Radiologists and radiology groups are not moving far enough or fast enough to keep up with the current pace of the changes we see in healthcare, and we are not taking a large enough role as leaders to make an impact on those changes to be effective advocates for our patients, our clients or ourselves.

A little over two years ago, drawing on the famous words from comic strip Pogo, I wrote a blog roughly titled, "Radiology at a Crossroads: We Have Met the Enemy and He Is Us." In the real world two years is not a long time, but in politics and business two years is an eternity. So, following the just completed American College of Radiology-Radiology Business Management (ACR-RBMA) Forum, I thought it was time to revisit those thoughts and see what, if anything, has changed.

In the blog, my basic argument was that if we are to thrive in the turbulent times ahead, we need to make some significant and sometimes severe changes to the way we practice and operate our groups. These opinions have since been echoed by others including the ACR through a number of articles and discussions, an ACR task force on radiologist-hospital relations and most recently at the just completed ACR-RBMA Forum to name but a few.

So, how did the experts feel we are doing?

To my ear, I don’t believe the speakers have found we are much better prepared for the future now than we were two years ago. To paraphrase Churchill, in many places radiology appears to not be at the end of the beginning but more like at the end (for some groups) or the beginning of the end. There is certainly more awareness of activities in the political and business world but there seems to be little real movement by the majority of radiologists and radiology groups to transform, or at a minimum prepare for the future.

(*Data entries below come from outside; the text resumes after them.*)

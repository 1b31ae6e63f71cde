//! Shared test fixtures for SeatForge crates.
//!
//! - [`fixtures`] - students, rosters and seat lists
//! - [`stubs`] - in-memory collaborators for the engine ports
//!
//! # Usage
//!
//! Add as a dev-dependency in your crate's `Cargo.toml`:
//!
//! ```toml
//! [dev-dependencies]
//! seatforge-test = { workspace = true }
//! ```
//!
//! Then import the fixtures you need:
//!
//! ```ignore
//! use seatforge_test::{roster, row_seats, InOrderGenerator};
//! ```

pub mod fixtures;
pub mod stubs;

pub use fixtures::{pos, roster, row_seats, seats, student};
pub use stubs::{
    FailingExporter, FailingGenerator, Gate, GatedGenerator, InOrderGenerator, RecordingExporter,
    StaticRoster, StubError,
};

I came away from the meeting with a list of five critical changes to the way we practice and how we need to prepare for thecoming changes in healthcare:

1. We need to have better practice governance that has a more objective view of our changing business landscape.

2. We need to have more involvement by radiologists in the affairs of the hospitals where we practice.

3. We need to be more client focused in relation to the clinicians we work with and the patients we ultimately serve.

4. We need to understand the new healthcare models being proposed and how they will affect how we will practice and how we will be paid (or not) for the work we do.

5. We need to get involved at all levels of business and government and at all levels of participation, from writing or calling to attending meetings and serving on boards.

The bottom line: Radiologists and radiology groups are not moving far enough or fast enough to keep up with the current pace of the changes we see in healthcare, and we are not taking a large enough role as leaders to make an impact on those changes to be effective advocates for our patients, our clients or ourselves.

If you are not involved with your clients, if you are not involved with your hospitals, if you are not involved with the local and national government, why not?

If you are not involved with your local and state radiology and medical societies, if you are not involved with and/or are members of the RBMA, the ACR, the American Medical Association (AMA) and the American Board of Radiology (ABR), why not?

The clear consensus is that the decisions that will affect the way you practice and live will be made by those who show up. Start showing up today!
 

Tim Myers, MD, is a practicing radiologist and director of professional services at vRad (Virtual Radiologic). He has more than 15 years of private practice experience and served as the chief medical officer for NightHawk Radiology Services before its merger with vRad.